**** Dataset records ****

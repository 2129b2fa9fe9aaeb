//! Randomly damage a subset of objects and check the auditor finds exactly
//! those.

use std::collections::BTreeSet;

use rand::Rng;
use rand::seq::SliceRandom;
use scour_audit::Shutdown;
use scour_tests::{
    TEST_CHUNK_SIZE, TestNode, drop_chunk, keys_with_prefix, overwrite_chunk, put_object,
    test_data, unlimited,
};

#[tokio::test]
async fn test_random_damage_is_fully_quarantined() {
    let mut rng = rand::rng();
    let mut node = TestNode::new();
    let drive = node.add_drive(0, "127.0.0.1:6001");

    let mut keys = Vec::new();
    for i in 0..40u32 {
        let size = rng.random_range(1..TEST_CHUNK_SIZE * 5);
        keys.push(put_object(&drive, 0, &format!("/acct/cont/{i}"), &test_data(size, i)).await);
    }

    keys.shuffle(&mut rng);
    let damaged: BTreeSet<String> = keys.iter().take(12).cloned().collect();
    for (n, key) in damaged.iter().enumerate() {
        if n % 2 == 0 {
            drop_chunk(&drive, key, 1).await;
        } else {
            // Chunk 1 always exists; this changes its content and usually its size.
            overwrite_chunk(&drive, key, 1, b"\x00corrupt\x00").await;
        }
    }

    let auditor = node.auditor(unlimited());
    let stats = auditor.run_once(&[], &Shutdown::never()).await.stats;
    assert_eq!(stats.found_objects, 40);
    assert_eq!(stats.quarantines, 12);
    assert_eq!(stats.success, 28);

    for key in &keys {
        let present = drive.get(key).await.unwrap().is_some();
        assert_eq!(present, !damaged.contains(key), "unexpected state for {key}");
    }

    let quarantined_heads: BTreeSet<String> = keys_with_prefix(&drive, "quarantine.")
        .await
        .into_iter()
        .filter_map(|k| k.find("objects.").map(|i| k[i..].to_string()))
        .collect();
    assert_eq!(quarantined_heads, damaged);
}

****

• _Work to be completed_
Using the data above, restate word for word the lines from its opening line through the line that contains "async fn test_random_damage_is_fully_quarantined()", and no more.

• _Task result_
repository 2129b2fa9fe9aaeb
//! Randomly damage a subset of objects and check the auditor finds exactly
//! those.

use std::collections::BTreeSet;

use rand::Rng;
use rand::seq::SliceRandom;
use scour_audit::Shutdown;
use scour_tests::{
    TEST_CHUNK_SIZE, TestNode, drop_chunk, keys_with_prefix, overwrite_chunk, put_object,
    test_data, unlimited,
};

#[tokio::test]
async fn test_random_damage_is_fully_quarantined() {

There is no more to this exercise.